Si vous ne connaissez pas cette hilarantissime parodie québécoise des émissions de rencontres amoureuses télévisées, lâchez tout ce que vous faites, trouvez le premier écran venu et branchez-vous immédiatement sur « Je choisis Jonathan ». C’est parfait. Plus vrai que vrai. De la télévision qui, pour une fois, ne fait pas semblant de prendre les téléspectateur.trice.s pour des cons, je dis « respect ». Un excellent étalon de mesure (quand je vous dis qu’on ne sort jamais des images scabreuses sur le sujet) pour s’attaquer au modèle qui se veut sérieux. Je prends, au hasard, parce que c’est l’émission la plus proche de ce texte dans le temps, « L’Amour est dans le pré ». Et c’est vrai que tout de suite je choisis Thomas, l’ostréiculteur gay de Nouvelle-Aquitaine. Parce qu’il a une belle énergie.

J’ai jeté ma télévision (littéralement) il y a plus ou moins vingt ans. Aujourd’hui, c’est vrai, l’appareil n’est plus vraiment nécessaire pour être « contaminé » par les programmes qui circulent sur le net, Youtube notamment, par petits morceaux ou en totalité. Mais je dirais que c’est, malgré tout, une manière d’être protégé contre l’intrusion permanente, voire l’entrée par effraction, de ce média dans nos vies. On a tous un.e ami.e, un.e parent.e, un.e proche, qui laisse la télévision allumée quand il ou elle nous invite à la maison. On connait tous ou presque cette soumission à la lumière bleue stroboscopique et cette séance d’hypnose involontaire qui commence dès que nos yeux tombent sur l’écran et qu’on ne peut plus s’en détacher. Aucun sevrage ne permet de guérir complètement. Bref, la télé, c’est comme la drogue. Et on risque la rechute à tout moment quand on est abstinent.
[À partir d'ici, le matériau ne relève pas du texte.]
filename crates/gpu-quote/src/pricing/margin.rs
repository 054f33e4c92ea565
use super::domain::{PricingError, ScenarioInput};
use super::engine::{price_scenario, PricingResult};
use super::summary::render_margin_profile;
use super::tiers::StorageTierTable;
use serde::Serialize;
use tracing::debug;

pub const DEFAULT_MARKUP_PERCENTAGE: f64 = 20.0;

/// Reseller margin derived from a transfer price and markup.
#[derive(Debug, Clone, PartialEq, Serialize)]
pub struct PartnerMarginResult {
    pub transfer_price: f64,
    pub markup_percentage: f64,
    pub selling_price: f64,
    pub margin_amount: f64,
    pub margin_percentage: f64,
    pub total_gpu_hours: f64,
    pub transfer_price_per_gpu_hour: f64,
    pub selling_price_per_gpu_hour: f64,
    pub summary: String,
}

/// Transfer price offered when the caller does not set one.
pub fn suggested_transfer_price(result: &PricingResult) -> f64 {
    result.total_contract_value
}

pub fn compute_margin(
    result: &PricingResult,
    transfer_price: f64,
    markup_percentage: f64,
) -> Result<PartnerMarginResult, PricingError> {
    if !transfer_price.is_finite() {
        return Err(PricingError::invalid(
            "transfer price",
            format!("{transfer_price} is not a number"),
        ));
    }
    if !markup_percentage.is_finite() {
        return Err(PricingError::invalid(
            "partner markup",
            format!("{markup_percentage} is not a number"),
        ));
    }

    let selling_price = transfer_price * (1.0 + markup_percentage / 100.0);
    if selling_price == 0.0 {
        return Err(PricingError::DivisionByZero {
            context: "margin percentage for a zero selling price",
        });
    }
    let margin_amount = selling_price - transfer_price;
    let margin_percentage = margin_amount / selling_price * 100.0;

    let total_gpu_hours = result.total_gpu_hours();
    if total_gpu_hours == 0.0 {
        return Err(PricingError::DivisionByZero {
            context: "per GPU-hour price for zero GPU-hours",
        });
    }

    let mut margin = PartnerMarginResult {
        transfer_price,
        markup_percentage,
        selling_price,
        margin_amount,
        margin_percentage,
        total_gpu_hours,
        transfer_price_per_gpu_hour: transfer_price / total_gpu_hours,
        selling_price_per_gpu_hour: selling_price / total_gpu_hours,
        summary: String::new(),
    };
    margin.summary = render_margin_profile(&margin);

    debug!(
        scenario = %result.input.name,
        selling_price,
        margin_percentage,
        "computed partner margin"
    );

    Ok(margin)
}

/// Partner-mode pricing paired with its margin profile.
#[derive(Debug, Clone, PartialEq, Serialize)]
pub struct PartnerQuote {
    pub pricing: PricingResult,
    pub margin: PartnerMarginResult,
}

impl PartnerQuote {
    pub fn summary(&self) -> String {
        format!("{}\n\n{}", self.pricing.summary, self.margin.summary)
    }
}

/// Prices against the partner tiers, then applies the markup. Without an
/// explicit transfer price the suggested one is used.
pub fn price_partner(
    input: &ScenarioInput,
    partner_tiers: &StorageTierTable,
    transfer_price: Option<f64>,
    markup_percentage: f64,
) -> Result<PartnerQuote, PricingError> {
    let pricing = price_scenario(input, partner_tiers)?;
    let transfer_price = transfer_price.unwrap_or_else(|| suggested_transfer_price(&pricing));
    let margin = compute_margin(&pricing, transfer_price, markup_percentage)?;
    Ok(PartnerQuote { pricing, margin })
}
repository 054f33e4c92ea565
mod common;
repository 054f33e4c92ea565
use crate::config::TelemetryConfig;
use std::fmt;
use tracing_subscriber::filter::ParseError;
use tracing_subscriber::EnvFilter;

#[derive(Debug)]
pub enum TelemetryError {
    EnvFilter { value: String, source: ParseError },
    Subscriber(Box<dyn std::error::Error + Send + Sync>),
}

impl fmt::Display for TelemetryError {
    fn fmt(&self, f: &mut fmt::Formatter<'_>) -> fmt::Result {
        match self {
            TelemetryError::EnvFilter { value, .. } => {
                write!(
                    f,
                    "invalid log level/filter '{}': unable to build EnvFilter",
                    value
                )
            }
            TelemetryError::Subscriber(err) => write!(f, "telemetry error: {err}"),
        }
    }
}

impl std::error::Error for TelemetryError {
    fn source(&self) -> Option<&(dyn std::error::Error + 'static)> {
        match self {
            TelemetryError::EnvFilter { source, .. } => Some(source),
            TelemetryError::Subscriber(err) => Some(&**err),
        }
    }
}

/// Installs the global subscriber. Events go to stderr so stdout only
/// carries rendered quotes and tables.
pub fn init(config: &TelemetryConfig) -> Result<(), TelemetryError> {
    let env_filter = match EnvFilter::try_from_default_env() {
        Ok(filter) => filter,
        Err(_) => {
            EnvFilter::try_new(&config.log_level).map_err(|source| TelemetryError::EnvFilter {
                value: config.log_level.clone(),
                source,
            })?
        }
    };

    tracing_subscriber::fmt()
        .with_env_filter(env_filter)
        .with_writer(std::io::stderr)
        .with_target(false)
        .compact()
        .with_ansi(false)
        .try_init()
        .map_err(TelemetryError::Subscriber)
}

#[cfg(test)]
mod tests {
    use super::*;

    #[test]
    fn rejects_unparseable_filter() {
        // Only reached when RUST_LOG is unset; the env filter wins otherwise.
        if std::env::var_os("RUST_LOG").is_some() {
            return;
        }
        let config = TelemetryConfig {
            log_level: "gpu_quote=verbose".to_string(),
        };
        match init(&config) {
            Err(TelemetryError::EnvFilter { value, .. }) => assert_eq!(value, "gpu_quote=verbose"),
            other => panic!("expected filter error, got {other:?}"),
        }
    }
}
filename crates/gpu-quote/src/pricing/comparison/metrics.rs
use super::super::domain::{SlotId, CARDS_PER_SYSTEM, HOURS_PER_MONTH};
use super::super::engine::PricingResult;
use serde::Serialize;

/// Compute-only cost figures used to rank saved scenarios.
#[derive(Debug, Clone, PartialEq, Serialize)]
pub struct DerivedMetrics {
    pub slot: SlotId,
    pub monthly_cost_per_card: f64,
    pub monthly_cost_per_system: f64,
    pub total_monthly_cost: f64,
    pub cost_per_card_full_term: f64,
    pub best_value: bool,
}

impl DerivedMetrics {
    pub fn for_result(slot: SlotId, result: &PricingResult) -> Self {
        let monthly_cost_per_card = result.input.hourly_rate_per_card * HOURS_PER_MONTH;
        let monthly_cost_per_system = monthly_cost_per_card * f64::from(CARDS_PER_SYSTEM);

        Self {
            slot,
            monthly_cost_per_card,
            monthly_cost_per_system,
            total_monthly_cost: monthly_cost_per_system * f64::from(result.input.num_systems),
            cost_per_card_full_term: monthly_cost_per_card
                * f64::from(result.input.term_length_months),
            best_value: false,
        }
    }
}

/// Picks the slot with the lowest full-term cost per card. The scan keeps
/// the first minimum it sees, so ties go to the earliest slot.
pub fn select_best_value(metrics: &[DerivedMetrics]) -> Option<SlotId> {
    let mut lowest = f64::INFINITY;
    let mut best = None;

    for entry in metrics {
        if entry.cost_per_card_full_term < lowest {
            lowest = entry.cost_per_card_full_term;
            best = Some(entry.slot);
        }
    }

    best
}
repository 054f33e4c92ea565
pub mod config;
pub mod error;
pub mod import;
pub mod pricing;
pub mod telemetry;
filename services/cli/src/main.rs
use gpu_quote_cli::run;

fn main() {
    if let Err(err) = run() {
        eprintln!("application error: {err}");
        std::process::exit(1);
    }
}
Sobre (télévisuel) depuis près de deux décennies, j’avoue que je n’ai jamais regardé un seul épisode complet de « L’Amour est dans le pré » et que mes considérations partisanes, subjectives se concentreront donc sur un extrait de l’émission où le candidat Thomas a été présenté au public par une Karine Le Marchand dont je ne soupçonnais même pas l’existence. Si mercato il y a pour les présentateur.trice.s ou animateur.trice.s de la télévision, la meuf elle peut s’attendre à ce que Télé-Québec lui fasse une offre au moins aussi intéressante que celle faite à Neymar par le Paris-Saint-Germain en football pour remplacer la blonde de « Je choisis Jonathan » dans Like-Moi ! (ajouter au lexique). Dans la série des clichés éculés sur les homosexuels, Karine ce n’est pas la queen, puisque ça c’est Thomas (c’est du second degré, au cas où hein), c’est l’impératrice de la caricature.
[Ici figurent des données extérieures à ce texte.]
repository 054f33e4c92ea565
use crate::pricing::{StorageTierTable, DEFAULT_MARKUP_PERCENTAGE};
use std::env;
use std::fmt;
use std::fs::File;
use std::io::BufReader;
use std::path::{Path, PathBuf};

/// Distinguishes runtime behavior for different stages of the tool.
#[derive(Debug, Clone, Copy, PartialEq, Eq)]
pub enum AppEnvironment {
    Development,
    Test,
    Production,
}

impl AppEnvironment {
    fn from_str(value: &str) -> Self {
        match value.trim().to_ascii_lowercase().as_str() {
            "prod" | "production" => Self::Production,
            "test" | "ci" => Self::Test,
            _ => Self::Development,
        }
    }
}

/// Top-level configuration for the application.
#[derive(Debug, Clone)]
pub struct AppConfig {
    pub environment: AppEnvironment,
    pub telemetry: TelemetryConfig,
    pub pricing: PricingConfig,
}

impl AppConfig {
    pub fn load() -> Result<Self, ConfigError> {
        dotenvy::dotenv().ok();

        let environment = AppEnvironment::from_str(
            &env::var("APP_ENV").unwrap_or_else(|_| "development".to_string()),
        );

        let log_level = env::var("APP_LOG_LEVEL").unwrap_or_else(|_| "info".to_string());

        let standard_tiers = match env::var_os("APP_STANDARD_TIER_TABLE") {
            Some(path) => load_tier_table(Path::new(&path))?,
            None => StorageTierTable::standard(),
        };
        let partner_tiers = match env::var_os("APP_PARTNER_TIER_TABLE") {
            Some(path) => load_tier_table(Path::new(&path))?,
            None => StorageTierTable::partner(),
        };

        let default_markup_percentage = match env::var("APP_DEFAULT_MARKUP_PCT") {
            Ok(raw) => raw
                .trim()
                .parse::<f64>()
                .ok()
                .filter(|value| value.is_finite())
                .ok_or(ConfigError::InvalidMarkup { value: raw })?,
            Err(_) => DEFAULT_MARKUP_PERCENTAGE,
        };

        Ok(Self {
            environment,
            telemetry: TelemetryConfig { log_level },
            pricing: PricingConfig {
                standard_tiers,
                partner_tiers,
                default_markup_percentage,
            },
        })
    }
}

/// Tier tables and defaults handed to the pricing engine.
#[derive(Debug, Clone)]
pub struct PricingConfig {
    pub standard_tiers: StorageTierTable,
    pub partner_tiers: StorageTierTable,
    pub default_markup_percentage: f64,
}

impl PricingConfig {
    pub fn tiers(&self, partner: bool) -> &StorageTierTable {
        if partner {
            &self.partner_tiers
        } else {
            &self.standard_tiers
        }
    }
}

impl Default for PricingConfig {
    fn default() -> Self {
        Self {
            standard_tiers: StorageTierTable::standard(),
            partner_tiers: StorageTierTable::partner(),
            default_markup_percentage: DEFAULT_MARKUP_PERCENTAGE,
        }
    }
}

/// Tracing controls.
#[derive(Debug, Clone)]
pub struct TelemetryConfig {
    pub log_level: String,
}

fn load_tier_table(path: &Path) -> Result<StorageTierTable, ConfigError> {
    let file = File::open(path).map_err(|source| ConfigError::TierTableIo {
        path: path.to_path_buf(),
        source,
    })?;

    serde_json::from_reader(BufReader::new(file)).map_err(|source| ConfigError::TierTableFormat {
        path: path.to_path_buf(),
        source,
    })
}

#[derive(Debug)]
pub enum ConfigError {
    InvalidMarkup {
        value: String,
    },
    TierTableIo {
        path: PathBuf,
        source: std::io::Error,
    },
    TierTableFormat {
        path: PathBuf,
        source: serde_json::Error,
    },
}

impl fmt::Display for ConfigError {
    fn fmt(&self, f: &mut fmt::Formatter<'_>) -> fmt::Result {
        match self {
            ConfigError::InvalidMarkup { value } => {
                write!(f, "APP_DEFAULT_MARKUP_PCT must be a number, got '{value}'")
            }
            ConfigError::TierTableIo { path, .. } => {
                write!(f, "unable to read tier table {}", path.display())
            }
            ConfigError::TierTableFormat { path, source } => {
                write!(f, "invalid tier table {}: {}", path.display(), source)
            }
        }
    }
}

impl std::error::Error for ConfigError {
    fn source(&self) -> Option<&(dyn std::error::Error + 'static)> {
        match self {
            ConfigError::InvalidMarkup { .. } => None,
            ConfigError::TierTableIo { source, .. } => Some(source),
            ConfigError::TierTableFormat { source, .. } => Some(source),
        }
    }
}

#[cfg(test)]
mod tests {
    use super::*;
    use std::env;
    use std::sync::{Mutex, OnceLock};

    fn env_guard() -> &'static Mutex<()> {
        static GUARD: OnceLock<Mutex<()>> = OnceLock::new();
        GUARD.get_or_init(|| Mutex::new(()))
    }

    fn reset_env() {
        env::remove_var("APP_ENV");
        env::remove_var("APP_LOG_LEVEL");
        env::remove_var("APP_STANDARD_TIER_TABLE");
        env::remove_var("APP_PARTNER_TIER_TABLE");
        env::remove_var("APP_DEFAULT_MARKUP_PCT");
    }

    fn scratch_file(name: &str, contents: &str) -> PathBuf {
        let path = env::temp_dir().join(format!("gpu-quote-{}-{name}", std::process::id()));
        std::fs::write(&path, contents).expect("scratch file written");
        path
    }

    #[test]
    fn load_uses_defaults_when_env_missing() {
        let _lock = env_guard().lock().expect("env mutex poisoned");
        reset_env();
        let config = AppConfig::load().expect("config loads with defaults");
        assert_eq!(config.environment, AppEnvironment::Development);
        assert_eq!(config.telemetry.log_level, "info");
        assert_eq!(config.pricing.standard_tiers, StorageTierTable::standard());
        assert_eq!(config.pricing.tiers(true), &StorageTierTable::partner());
        assert_eq!(config.pricing.default_markup_percentage, 20.0);
    }

    #[test]
    fn rejects_non_numeric_markup() {
        let _lock = env_guard().lock().expect("env mutex poisoned");
        reset_env();
        env::set_var("APP_DEFAULT_MARKUP_PCT", "twenty");
        let err = AppConfig::load().expect_err("markup must be numeric");
        assert!(matches!(err, ConfigError::InvalidMarkup { .. }));
        reset_env();
    }

    #[test]
    fn tier_tables_can_be_overridden_from_json() {
        let _lock = env_guard().lock().expect("env mutex poisoned");
        reset_env();
        let path = scratch_file(
            "partner.json",
            r#"{
                "id": {"name": "partner", "version": 2},
                "tiers": [
                    {"label": "Flat", "sku": "FLAT", "min_tb": 1, "ceiling": {"kind": "unbounded"}, "cost_per_gb_month": 0.04}
                ]
            }"#,
        );
        env::set_var("APP_PARTNER_TIER_TABLE", &path);
        env::set_var("APP_ENV", "production");

        let config = AppConfig::load().expect("config loads");
        assert_eq!(config.environment, AppEnvironment::Production);
        assert_eq!(config.pricing.partner_tiers.id().version, 2);
        assert_eq!(config.pricing.partner_tiers.tiers().len(), 1);

        std::fs::remove_file(&path).ok();
        reset_env();
    }

    #[test]
    fn invalid_tier_table_is_reported_with_path() {
        let _lock = env_guard().lock().expect("env mutex poisoned");
        reset_env();
        let path = scratch_file(
            "gap.json",
            r#"{
                "id": {"name": "standard", "version": 9},
                "tiers": [
                    {"label": "A", "sku": "A", "min_tb": 1, "ceiling": {"kind": "inclusive", "tb": 10}, "cost_per_gb_month": 0.08},
                    {"label": "B", "sku": "B", "min_tb": 50, "ceiling": {"kind": "unbounded"}, "cost_per_gb_month": 0.05}
                ]
            }"#,
        );
        env::set_var("APP_STANDARD_TIER_TABLE", &path);

        let err = AppConfig::load().expect_err("gap is rejected");
        assert!(matches!(err, ConfigError::TierTableFormat { .. }));
        assert!(err.to_string().contains("fall between"));

        std::fs::remove_file(&path).ok();
        reset_env();
    }
}
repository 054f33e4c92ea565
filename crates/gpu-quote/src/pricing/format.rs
//! Display helpers shared by summaries and comparison tables.

/// US dollars with comma grouping and two decimals, e.g. `$140,160.00`.
pub fn format_usd(amount: f64) -> String {
    if !amount.is_finite() {
        return format!("${amount}");
    }

    let rounded = format!("{:.2}", amount.abs());
    let (whole, cents) = rounded.split_once('.').unwrap_or((rounded.as_str(), "00"));
    let sign = if amount < 0.0 && rounded != "0.00" {
        "-"
    } else {
        ""
    };

    format!("{sign}${}.{cents}", group_thousands(whole))
}

/// Plain `$x.xx`, used for per-card and per-GB rates.
pub fn format_rate(amount: f64) -> String {
    format!("${amount:.2}")
}

pub fn format_count(value: impl Into<u64>) -> String {
    group_thousands(&value.into().to_string())
}

/// Percentages keep whatever precision the user typed (`10%`, `12.5%`).
pub fn format_percentage(value: f64) -> String {
    format!("{value}%")
}

fn group_thousands(digits: &str) -> String {
    let len = digits.len();
    let mut grouped = String::with_capacity(len + len / 3);
    for (idx, ch) in digits.chars().enumerate() {
        if idx > 0 && (len - idx) % 3 == 0 {
            grouped.push(',');
        }
        grouped.push(ch);
    }
    grouped
}

#[cfg(test)]
mod tests {
    use super::*;

    #[test]
    fn usd_groups_thousands() {
        assert_eq!(format_usd(0.0), "$0.00");
        assert_eq!(format_usd(999.994), "$999.99");
        assert_eq!(format_usd(14_016.0), "$14,016.00");
        assert_eq!(format_usd(1_234_567.891), "$1,234,567.89");
        assert_eq!(format_usd(-2_500.5), "-$2,500.50");
        assert_eq!(format_usd(-0.001), "$0.00");
    }

    #[test]
    fn counts_and_percentages() {
        assert_eq!(format_count(8u32), "8");
        assert_eq!(format_count(1_500u32), "1,500");
        assert_eq!(format_count(12_000_000u64), "12,000,000");
        assert_eq!(format_percentage(10.0), "10%");
        assert_eq!(format_percentage(12.5), "12.5%");
        assert_eq!(format_rate(0.07), "$0.07");
    }
}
Avec sa belle énergie, la toujours très bien coiffée Madame Le Marchand, jusqu’à ce que le vent de la Nouvelle-Aquitaine souffle vraiment trop fort et que la production lui colle un bonnet, va enfiler les perles (bin oui, Thomas est ostréiculteur) d’un lourd collier de poncifs homos. Oser sortir à quelqu’un qui cultive les huîtres, à la télévision, que « ce n’est pas parce qu’il est gay mais on peut dire qu’il n’aime pas les moules », il fallait le faire et Karine l’a fait ! Franchement, ça aurait pu être drôle. Mais coincé entre un « tu es sûr que tu es homo, tu as déjà essayé les filles ? » et l’incontournable « tu fais viril », ça fait plutôt l’effet d’un ongle qui glisse sur un tableau noir. « Tu fais viril, toi » et notre Karine de chausser ses bottes de sept lieues en caoutchouc pour mettre les pieds dans le plat : « tu sais qu’il y a un nom pour ça ? Les « yag », c’est des gays à l’envers. C’est des gays qui ne se reconnaissent pas dans la culture gay : Mylène Farmer, Madonna, Dalida… Ils n’ont pas de mèches, pas de décoloration massive ». Voilà, voilà. Une véritable anthologie.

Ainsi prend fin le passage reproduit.